Austria has a single trade union confederation, the ÖGB, to which 27% of all employees belong. Not affiliated to a particular party, the ÖGB nevertheless has strong political ties through its system of political groupings.

Figures from the unions indicate that there are 1.2 million trade union members in Austria (2018).[1] Around a fifth of them are retired and figures from the ICTWSS database of union membership put union density in Austria at 26.7% in 2017.[2]  Trade union organisation is stronger among manual workers and public sector employees than among non-manual workers.


There is only one trade union confederation in Austria, the ÖGB, founded in 1945 to overcome the political divisions between unions which had existed before the fascist take-over.


The ÖGB is divided into separate unions, representing manual and non-manual workers in different parts of the economy. Following a series of union mergers, in 2006 and 2009, the number of separate unions has fallen from 13 in 2005 to seven currently.


These are: the GPA-djp (non-manual private sector) with 280,633 members; the GÖD (central government and some other public sector) with 251,136 members; PRO-GE (largely manual workers in manufacturing) with 237,075; the younion (formerly GdG-KMSfB), which largely represents local government workers, with 146,065 members; Vida (transport and services) with 133,678; GBH (construction and the wood industry) with 117,865 and GPF (post and telecommunications) with 45,013. (All membership figures are for the end of December 2018.)
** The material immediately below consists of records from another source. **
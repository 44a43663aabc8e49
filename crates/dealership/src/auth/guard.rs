//! The authenticated-user extractor and its role and permission checks.

use axum::extract::FromRequestParts;
use axum::http::header::AUTHORIZATION;
use axum::http::request::Parts;
use tracing::debug;

use crate::error::{Error, Result};
use crate::http::AppState;
use crate::model::{Permission, Role, User};

/// The caller of a protected route.
///
/// Extraction reads `Authorization: Bearer <token>`, verifies the token and
/// loads the account. Any failure rejects with 401.
#[derive(Debug, Clone)]
pub struct AuthUser(pub User);

impl FromRequestParts<AppState> for AuthUser {
    type Rejection = Error;

    async fn from_request_parts(parts: &mut Parts, state: &AppState) -> Result<Self> {
        let token = parts
            .headers
            .get(AUTHORIZATION)
            .and_then(|value| value.to_str().ok())
            .and_then(|value| value.strip_prefix("Bearer "))
            .map(str::trim)
            .filter(|token| !token.is_empty())
            .ok_or_else(Error::not_authorized)?;

        let claims = state.tokens.verify(token)?;
        let user = state.storage()?.get_user(claims.id)?;
        match user {
            Some(user) => Ok(Self(user)),
            None => {
                debug!(user_id = claims.id, "token refers to a deleted account");
                Err(Error::not_authorized())
            }
        }
    }
}

impl AuthUser {
    /// Require one of `roles`.
    ///
    /// # Errors
    ///
    /// Returns a forbidden error naming the caller's role otherwise.
    pub fn authorize(&self, roles: &[Role]) -> Result<()> {
        if roles.contains(&self.0.role) {
            Ok(())
        } else {
            Err(Error::forbidden(format!(
                "User role '{}' is not authorized to access this route",
                self.0.role
            )))
        }
    }

    /// Require `permission`: admins always pass, staff pass when the flag is set.
    ///
    /// # Errors
    ///
    /// Returns a forbidden error naming the permission otherwise.
    pub fn check_permission(&self, permission: Permission) -> Result<()> {
        let allowed = match self.0.role {
            Role::Admin => true,
            Role::User => self.0.permissions.allows(permission),
            Role::Customer => false,
        };
        if allowed {
            Ok(())
        } else {
            Err(Error::forbidden(format!(
                "User does not have the '{}' permission.",
                permission.key()
            )))
        }
    }

    /// The caller's user id.
    #[must_use]
    pub fn id(&self) -> i64 {
        self.0.id
    }

    /// Whether the caller is an admin.
    #[must_use]
    pub fn is_admin(&self) -> bool {
        self.0.is_admin()
    }
}
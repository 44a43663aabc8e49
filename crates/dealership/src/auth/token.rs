//! Signed bearer tokens.
//!
//! Tokens are HS256 JWTs: `header.payload.signature`, each part base64url
//! without padding. Only the claims this service issues are understood.

use base64::engine::general_purpose::URL_SAFE_NO_PAD;
use base64::Engine;
use chrono::{Duration, Utc};
use hmac::{Hmac, Mac};
use serde::{Deserialize, Serialize};
use sha2::Sha256;
use tracing::debug;

use crate::error::{Error, Result};

type HmacSha256 = Hmac<Sha256>;

const MAX_TOKEN_LEN: usize = 2048;

#[derive(Debug, Serialize, Deserialize)]
struct Header {
    alg: String,
    typ: String,
}

/// Claims carried by a token.
#[derive(Debug, Clone, Copy, PartialEq, Eq, Serialize, Deserialize)]
pub struct Claims {
    /// User id.
    pub id: i64,
    /// Issued at, seconds since the epoch.
    pub iat: i64,
    /// Expiry, seconds since the epoch.
    pub exp: i64,
}

/// Issues and verifies tokens with one shared secret.
pub struct TokenSigner {
    secret: Vec<u8>,
    ttl: Duration,
}

impl std::fmt::Debug for TokenSigner {
    fn fmt(&self, f: &mut std::fmt::Formatter<'_>) -> std::fmt::Result {
        f.debug_struct("TokenSigner")
            .field("secret", &"<redacted>")
            .field("ttl", &self.ttl)
            .finish()
    }
}

impl TokenSigner {
    /// Create a signer for `secret` issuing tokens valid for `ttl`.
    #[must_use]
    pub fn new(secret: impl AsRef<[u8]>, ttl: Duration) -> Self {
        Self {
            secret: secret.as_ref().to_vec(),
            ttl,
        }
    }

    /// Issue a token for `user_id`.
    ///
    /// # Errors
    ///
    /// Returns an error if the claims can't be encoded.
    pub fn sign(&self, user_id: i64) -> Result<String> {
        let iat = Utc::now().timestamp();
        self.sign_claims(&Claims {
            id: user_id,
            iat,
            exp: iat + self.ttl.num_seconds(),
        })
    }

    fn sign_claims(&self, claims: &Claims) -> Result<String> {
        let header = Header {
            alg: "HS256".to_string(),
            typ: "JWT".to_string(),
        };
        let signing_input = format!(
            "{}.{}",
            URL_SAFE_NO_PAD.encode(serde_json::to_vec(&header)?),
            URL_SAFE_NO_PAD.encode(serde_json::to_vec(claims)?)
        );
        let mac = self.mac(signing_input.as_bytes())?;
        let signature = URL_SAFE_NO_PAD.encode(mac.finalize().into_bytes());
        Ok(format!("{signing_input}.{signature}"))
    }

    /// Verify a token and return its claims.
    ///
    /// # Errors
    ///
    /// Returns the standard unauthorized error if the token is malformed,
    /// carries a bad signature, or has expired.
    pub fn verify(&self, token: &str) -> Result<Claims> {
        if token.len() > MAX_TOKEN_LEN {
            return Err(Error::not_authorized());
        }
        let mut parts = token.split('.');
        let (Some(header), Some(payload), Some(signature), None) =
            (parts.next(), parts.next(), parts.next(), parts.next())
        else {
            debug!("rejecting token: wrong number of segments");
            return Err(Error::not_authorized());
        };

        let signature = URL_SAFE_NO_PAD
            .decode(signature)
            .map_err(|_| Error::not_authorized())?;
        let mut mac = self.mac(header.as_bytes())?;
        mac.update(b".");
        mac.update(payload.as_bytes());
        if mac.verify_slice(&signature).is_err() {
            debug!("rejecting token: signature mismatch");
            return Err(Error::not_authorized());
        }

        let header: Header = decode_part(header)?;
        if header.alg != "HS256" {
            debug!(alg = %header.alg, "rejecting token: unsupported algorithm");
            return Err(Error::not_authorized());
        }
        let claims: Claims = decode_part(payload)?;
        if claims.exp <= Utc::now().timestamp() {
            debug!(user_id = claims.id, "rejecting token: expired");
            return Err(Error::not_authorized());
        }
        Ok(claims)
    }

    fn mac(&self, data: &[u8]) -> Result<HmacSha256> {
        let mut mac = HmacSha256::new_from_slice(&self.secret)
            .map_err(|e| Error::internal(format!("invalid signing key: {e}")))?;
        mac.update(data);
        Ok(mac)
    }
}

fn decode_part<T: for<'de> Deserialize<'de>>(part: &str) -> Result<T> {
    let bytes = URL_SAFE_NO_PAD
        .decode(part)
        .map_err(|_| Error::not_authorized())?;
    serde_json::from_slice(&bytes).map_err(|_| Error::not_authorized())
}
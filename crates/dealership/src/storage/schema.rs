//! `SQLite` schema definitions for dealership.
//!
//! This module contains the SQL statements for creating and managing
//! the database schema.

/// SQL statement to create the users table.
pub const CREATE_USERS_TABLE: &str = r"
CREATE TABLE IF NOT EXISTS users (
    id INTEGER PRIMARY KEY AUTOINCREMENT,
    name TEXT NOT NULL,
    email TEXT NOT NULL UNIQUE,
    password_hash TEXT NOT NULL,
    role TEXT NOT NULL DEFAULT 'customer',
    can_access_dashboard INTEGER NOT NULL DEFAULT 0,
    can_create INTEGER NOT NULL DEFAULT 0,
    can_update INTEGER NOT NULL DEFAULT 0,
    can_delete INTEGER NOT NULL DEFAULT 0,
    created_at TEXT NOT NULL
)
";

/// SQL statement to create the vehicles table.
pub const CREATE_VEHICLES_TABLE: &str = r"
CREATE TABLE IF NOT EXISTS vehicles (
    id INTEGER PRIMARY KEY AUTOINCREMENT,
    name TEXT NOT NULL,
    brand TEXT NOT NULL,
    vehicle_type TEXT NOT NULL,
    price INTEGER NOT NULL CHECK (price >= 0),
    year INTEGER NOT NULL,
    description TEXT NOT NULL,
    image TEXT NOT NULL,
    quantity INTEGER NOT NULL DEFAULT 0 CHECK (quantity >= 0),
    created_at TEXT NOT NULL
)
";

/// SQL statement to create the orders table.
///
/// `user_id` is not a foreign key; orders survive deletion of the account
/// that placed them.
pub const CREATE_ORDERS_TABLE: &str = r"
CREATE TABLE IF NOT EXISTS orders (
    id INTEGER PRIMARY KEY AUTOINCREMENT,
    user_id INTEGER NOT NULL,
    address TEXT NOT NULL,
    city TEXT NOT NULL,
    phone_no TEXT NOT NULL,
    postal_code TEXT NOT NULL,
    total_price INTEGER NOT NULL,
    status TEXT NOT NULL,
    created_at TEXT NOT NULL
)
";

/// SQL statement to create the order items table.
pub const CREATE_ORDER_ITEMS_TABLE: &str = r"
CREATE TABLE IF NOT EXISTS order_items (
    id INTEGER PRIMARY KEY AUTOINCREMENT,
    order_id INTEGER NOT NULL REFERENCES orders(id) ON DELETE CASCADE,
    position INTEGER NOT NULL,
    vehicle_id INTEGER NOT NULL,
    name TEXT NOT NULL,
    image TEXT NOT NULL,
    quantity INTEGER NOT NULL CHECK (quantity > 0),
    price INTEGER NOT NULL
)
";

/// SQL statement to create the feedback table.
pub const CREATE_FEEDBACK_TABLE: &str = r"
CREATE TABLE IF NOT EXISTS feedback (
    id INTEGER PRIMARY KEY AUTOINCREMENT,
    name TEXT NOT NULL,
    email TEXT NOT NULL,
    subject TEXT,
    message TEXT NOT NULL,
    created_at TEXT NOT NULL
)
";

/// Index for keyword search over vehicle names.
pub const CREATE_VEHICLE_NAME_INDEX: &str = r"
CREATE INDEX IF NOT EXISTS idx_vehicles_name ON vehicles(name)
";

/// Index for listing a customer's orders.
pub const CREATE_ORDER_USER_INDEX: &str = r"
CREATE INDEX IF NOT EXISTS idx_orders_user ON orders(user_id, created_at DESC)
";

/// Index for loading the items of an order.
pub const CREATE_ORDER_ITEMS_INDEX: &str = r"
CREATE INDEX IF NOT EXISTS idx_order_items_order ON order_items(order_id, position)
";

/// SQL statement to create the metadata table for storing key-value pairs.
pub const CREATE_METADATA_TABLE: &str = r"
CREATE TABLE IF NOT EXISTS metadata (
    key TEXT PRIMARY KEY,
    value TEXT NOT NULL
)
";

/// All schema creation statements in order.
pub const SCHEMA_STATEMENTS: &[&str] = &[
    CREATE_USERS_TABLE,
    CREATE_VEHICLES_TABLE,
    CREATE_ORDERS_TABLE,
    CREATE_ORDER_ITEMS_TABLE,
    CREATE_FEEDBACK_TABLE,
    CREATE_VEHICLE_NAME_INDEX,
    CREATE_ORDER_USER_INDEX,
    CREATE_ORDER_ITEMS_INDEX,
    CREATE_METADATA_TABLE,
];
The ÖGB itself is not tied to a particular political party but it has close links to the parties through its system of political groupings, which have formal rights within the union structure. The biggest grouping is the FSG, linked to the social democrats (SPÖ), but there is also a powerful Christian grouping, the FCG. This has strong representation in the public sector, and is linked to the Austrian People's Party (ÖVP). An example of the strength of the FCG is that in 2019 the chair of the FCG was Norbert Schnedl, one of the vice-presidents of the ÖGB and the head of the GÖD, the second largest union in Austria.


Trade union membership in Austria had been falling slowly, with a large dip of around 5% in 2006, following difficulties at the union-owned bank BAWAG. However, the year-end figures since 2016 have shown slight increases – up 0.36% in 2016, 0.40% in 2017 and 0.48% in 2018.[3] Recruiting new members is now a top priority for the ÖGB.
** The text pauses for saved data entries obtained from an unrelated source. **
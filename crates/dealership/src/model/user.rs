//! User accounts, roles and staff permissions.

use chrono::{DateTime, Utc};
use serde::{Deserialize, Serialize};

use crate::error::{Error, Result};
use crate::validation::{escape_html, Validator};

/// Minimum password length.
pub const MIN_PASSWORD_LEN: usize = 6;

/// Account role.
#[derive(Debug, Clone, Copy, PartialEq, Eq, Hash, Default, Serialize, Deserialize)]
#[serde(rename_all = "lowercase")]
pub enum Role {
    /// Full access to every administrative route.
    Admin,
    /// Staff member; access is governed by [`Permissions`].
    User,
    /// Storefront customer.
    #[default]
    Customer,
}

impl Role {
    /// The stored and serialized label.
    #[must_use]
    pub fn as_str(&self) -> &'static str {
        match self {
            Self::Admin => "admin",
            Self::User => "user",
            Self::Customer => "customer",
        }
    }
}

impl std::fmt::Display for Role {
    fn fmt(&self, f: &mut std::fmt::Formatter<'_>) -> std::fmt::Result {
        f.write_str(self.as_str())
    }
}

impl std::str::FromStr for Role {
    type Err = String;

    fn from_str(s: &str) -> std::result::Result<Self, Self::Err> {
        match s.trim() {
            "admin" => Ok(Self::Admin),
            "user" => Ok(Self::User),
            "customer" => Ok(Self::Customer),
            other => Err(format!("unknown role: {other}")),
        }
    }
}

/// A named staff permission.
#[derive(Debug, Clone, Copy, PartialEq, Eq, Hash)]
pub enum Permission {
    /// Add vehicles.
    Create,
    /// Edit vehicles.
    Update,
    /// Remove vehicles.
    Delete,
}

impl Permission {
    /// The JSON key of this permission.
    #[must_use]
    pub fn key(&self) -> &'static str {
        match self {
            Self::Create => "canCreate",
            Self::Update => "canUpdate",
            Self::Delete => "canDelete",
        }
    }
}

/// Permission flags granted to a staff account.
#[derive(Debug, Clone, Copy, PartialEq, Eq, Default, Serialize, Deserialize)]
#[serde(rename_all = "camelCase", default)]
pub struct Permissions {
    /// May add vehicles.
    pub can_create: bool,
    /// May edit vehicles.
    pub can_update: bool,
    /// May remove vehicles.
    pub can_delete: bool,
}

impl Permissions {
    /// Every permission granted.
    #[must_use]
    pub fn all() -> Self {
        Self {
            can_create: true,
            can_update: true,
            can_delete: true,
        }
    }

    /// Whether `permission` is granted.
    #[must_use]
    pub fn allows(&self, permission: Permission) -> bool {
        match permission {
            Permission::Create => self.can_create,
            Permission::Update => self.can_update,
            Permission::Delete => self.can_delete,
        }
    }
}

/// Partial permission update; absent flags keep their value.
#[derive(Debug, Clone, Copy, PartialEq, Eq, Default, Deserialize)]
#[serde(rename_all = "camelCase")]
pub struct PermissionsInput {
    /// New `canCreate`.
    pub can_create: Option<bool>,
    /// New `canUpdate`.
    pub can_update: Option<bool>,
    /// New `canDelete`.
    pub can_delete: Option<bool>,
}

impl PermissionsInput {
    /// Apply this update on top of `current`.
    #[must_use]
    pub fn apply(&self, current: Permissions) -> Permissions {
        Permissions {
            can_create: self.can_create.unwrap_or(current.can_create),
            can_update: self.can_update.unwrap_or(current.can_update),
            can_delete: self.can_delete.unwrap_or(current.can_delete),
        }
    }
}

/// A user account as exposed over the API. Never carries the password hash.
#[derive(Debug, Clone, PartialEq, Eq, Serialize, Deserialize)]
#[serde(rename_all = "camelCase")]
pub struct User {
    /// Storage-assigned identifier.
    #[serde(rename = "_id")]
    pub id: i64,
    /// Display name.
    pub name: String,
    /// Normalized email address.
    pub email: String,
    /// Account role.
    pub role: Role,
    /// Whether a staff account may open the admin dashboard.
    pub can_access_dashboard: bool,
    /// Staff permission flags.
    pub permissions: Permissions,
    /// When the account was created.
    pub created_at: DateTime<Utc>,
}

impl User {
    /// Whether this user is an administrator.
    #[must_use]
    pub fn is_admin(&self) -> bool {
        self.role == Role::Admin
    }
}

/// A validated account ready to insert. The password is still plaintext.
#[derive(Debug, Clone, PartialEq, Eq)]
pub struct NewUser {
    /// Display name.
    pub name: String,
    /// Normalized email.
    pub email: String,
    /// Plaintext password, hashed before storage.
    pub password: String,
    /// Account role.
    pub role: Role,
    /// Dashboard access flag.
    pub can_access_dashboard: bool,
    /// Staff permissions.
    pub permissions: Permissions,
}

/// A validated partial account update.
#[derive(Debug, Clone, Default, PartialEq, Eq)]
pub struct UserPatch {
    /// New name.
    pub name: Option<String>,
    /// New email.
    pub email: Option<String>,
    /// New plaintext password, hashed before storage.
    pub password: Option<String>,
    /// New role.
    pub role: Option<Role>,
    /// New dashboard access flag.
    pub can_access_dashboard: Option<bool>,
    /// Permission changes.
    pub permissions: Option<PermissionsInput>,
}

/// Body of `POST /api/auth/register`.
#[derive(Debug, Clone, Default, Deserialize)]
pub struct RegisterInput {
    /// Display name.
    pub name: Option<String>,
    /// Email address.
    pub email: Option<String>,
    /// Password.
    pub password: Option<String>,
    /// Requested role. Self-registration always yields a customer.
    pub role: Option<String>,
}

impl RegisterInput {
    /// Validate a self-registration.
    ///
    /// # Errors
    ///
    /// Returns a validation error listing each invalid field.
    pub fn validate(self) -> Result<NewUser> {
        let mut v = Validator::new();
        let name = v.required("name", self.name.as_deref(), "Name is required");
        let email = v.email("email", self.email.as_deref(), "Please include a valid email");
        let password = v.min_len(
            "password",
            self.password.as_deref(),
            MIN_PASSWORD_LEN,
            "Password must be 6 or more characters",
        );
        v.finish()?;

        let (Some(name), Some(email), Some(password)) = (name, email, password) else {
            return Err(Error::internal("validator accepted a registration with missing fields"));
        };
        Ok(NewUser {
            name: escape_html(&name),
            email,
            password,
            role: Role::Customer,
            can_access_dashboard: false,
            permissions: Permissions::default(),
        })
    }
}

/// Body of `POST /api/auth/login`.
#[derive(Debug, Clone, Default, Deserialize)]
pub struct LoginInput {
    /// Email address.
    pub email: Option<String>,
    /// Password.
    pub password: Option<String>,
}

impl LoginInput {
    /// Validate credentials, returning the normalized email and the password.
    ///
    /// # Errors
    ///
    /// Returns a validation error listing each invalid field.
    pub fn validate(self) -> Result<(String, String)> {
        let mut v = Validator::new();
        let email = v.email("email", self.email.as_deref(), "Please include a valid email");
        v.check(self.password.is_some(), "password", "Password is required");
        v.finish()?;

        match (email, self.password) {
            (Some(email), Some(password)) => Ok((email, password)),
            _ => Err(Error::internal("validator accepted a login with missing fields")),
        }
    }
}

/// Body of the admin user routes (`POST /api/users`, `PUT /api/users/{id}`).
#[derive(Debug, Clone, Default, Deserialize)]
#[serde(rename_all = "camelCase")]
pub struct UserInput {
    /// Display name.
    pub name: Option<String>,
    /// Email address.
    pub email: Option<String>,
    /// Password.
    pub password: Option<String>,
    /// Role label.
    pub role: Option<String>,
    /// Dashboard access flag.
    pub can_access_dashboard: Option<bool>,
    /// Permission flags.
    pub permissions: Option<PermissionsInput>,
}

impl UserInput {
    /// Validate an account created by an administrator.
    ///
    /// # Errors
    ///
    /// Returns a validation error listing each invalid field.
    pub fn into_new(self) -> Result<NewUser> {
        let mut v = Validator::new();
        let name = v.required("name", self.name.as_deref(), "Name is required");
        let email = v.email("email", self.email.as_deref(), "Please include a valid email");
        let password = v.min_len(
            "password",
            self.password.as_deref(),
            MIN_PASSWORD_LEN,
            "Password must be 6 or more characters",
        );
        let role = parse_role(&mut v, self.role.as_deref()).unwrap_or_default();
        v.finish()?;

        let (Some(name), Some(email), Some(password)) = (name, email, password) else {
            return Err(Error::internal("validator accepted a user with missing fields"));
        };
        Ok(NewUser {
            name: escape_html(&name),
            email,
            password,
            role,
            can_access_dashboard: self.can_access_dashboard.unwrap_or(false),
            permissions: self
                .permissions
                .map(|p| p.apply(Permissions::default()))
                .unwrap_or_default(),
        })
    }

    /// Validate an administrator's partial update.
    ///
    /// # Errors
    ///
    /// Returns a validation error listing each invalid field.
    pub fn into_patch(self) -> Result<UserPatch> {
        let mut v = Validator::new();
        let patch = UserPatch {
            name: v
                .optional("name", self.name.as_deref(), "Name is required")
                .map(|n| escape_html(&n)),
            email: self
                .email
                .as_deref()
                .and_then(|e| v.email("email", Some(e), "Please include a valid email")),
            password: self.password.as_deref().and_then(|p| {
                v.min_len(
                    "password",
                    Some(p),
                    MIN_PASSWORD_LEN,
                    "Password must be 6 or more characters",
                )
            }),
            role: parse_role(&mut v, self.role.as_deref()),
            can_access_dashboard: self.can_access_dashboard,
            permissions: self.permissions,
        };
        v.finish()?;
        Ok(patch)
    }
}

/// Body of `PUT /api/users/profile`. Only identity fields are editable.
#[derive(Debug, Clone, Default, Deserialize)]
pub struct ProfileInput {
    /// Display name.
    pub name: Option<String>,
    /// Email address.
    pub email: Option<String>,
    /// New password.
    pub password: Option<String>,
}

impl ProfileInput {
    /// Validate a self-service profile update.
    ///
    /// # Errors
    ///
    /// Returns a validation error listing each invalid field.
    pub fn into_patch(self) -> Result<UserPatch> {
        UserInput {
            name: self.name,
            email: self.email,
            password: self.password.filter(|p| !p.is_empty()),
            ..UserInput::default()
        }
        .into_patch()
    }
}

fn parse_role(v: &mut Validator, raw: Option<&str>) -> Option<Role> {
    let raw = raw?;
    match raw.parse() {
        Ok(role) => Some(role),
        Err(_) => {
            v.fail("role", "Role must be one of admin, user, customer");
            None
        }
    }
}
Women make up 36.1% of total ÖGB membership. This figure from 2018 is the highest since the foundation of the ÖGB in 1945.[4]

[1] The precise figure is 1,211,465. For this and figures for individual unions see ÖGB Mitgliederstatistik gesamt nach Gewerkschaften 2018

[2] J. Visser, ICTWSS Database. version 6.0. Amsterdam: Amsterdam Institute for Advanced Labour Studies (AIAS), University of Amsterdam. June 2019

[3] ÖGB Mitgliederstatistik und Mitgliederbewegung seit 1945, https://www.oegb.at/cms/S06/S06_2.1.2/ueber-uns/wir-machen/oegb-in-zahlen (Accessed 17.07.2019)

[4] Ibid

L. Fulton (2021) National Industrial Relations, an update (2019-2021). Labour Research Department and ETUI (online publication). Online publication available at http://www.worker-participation.eu/National-Industrial-Relations.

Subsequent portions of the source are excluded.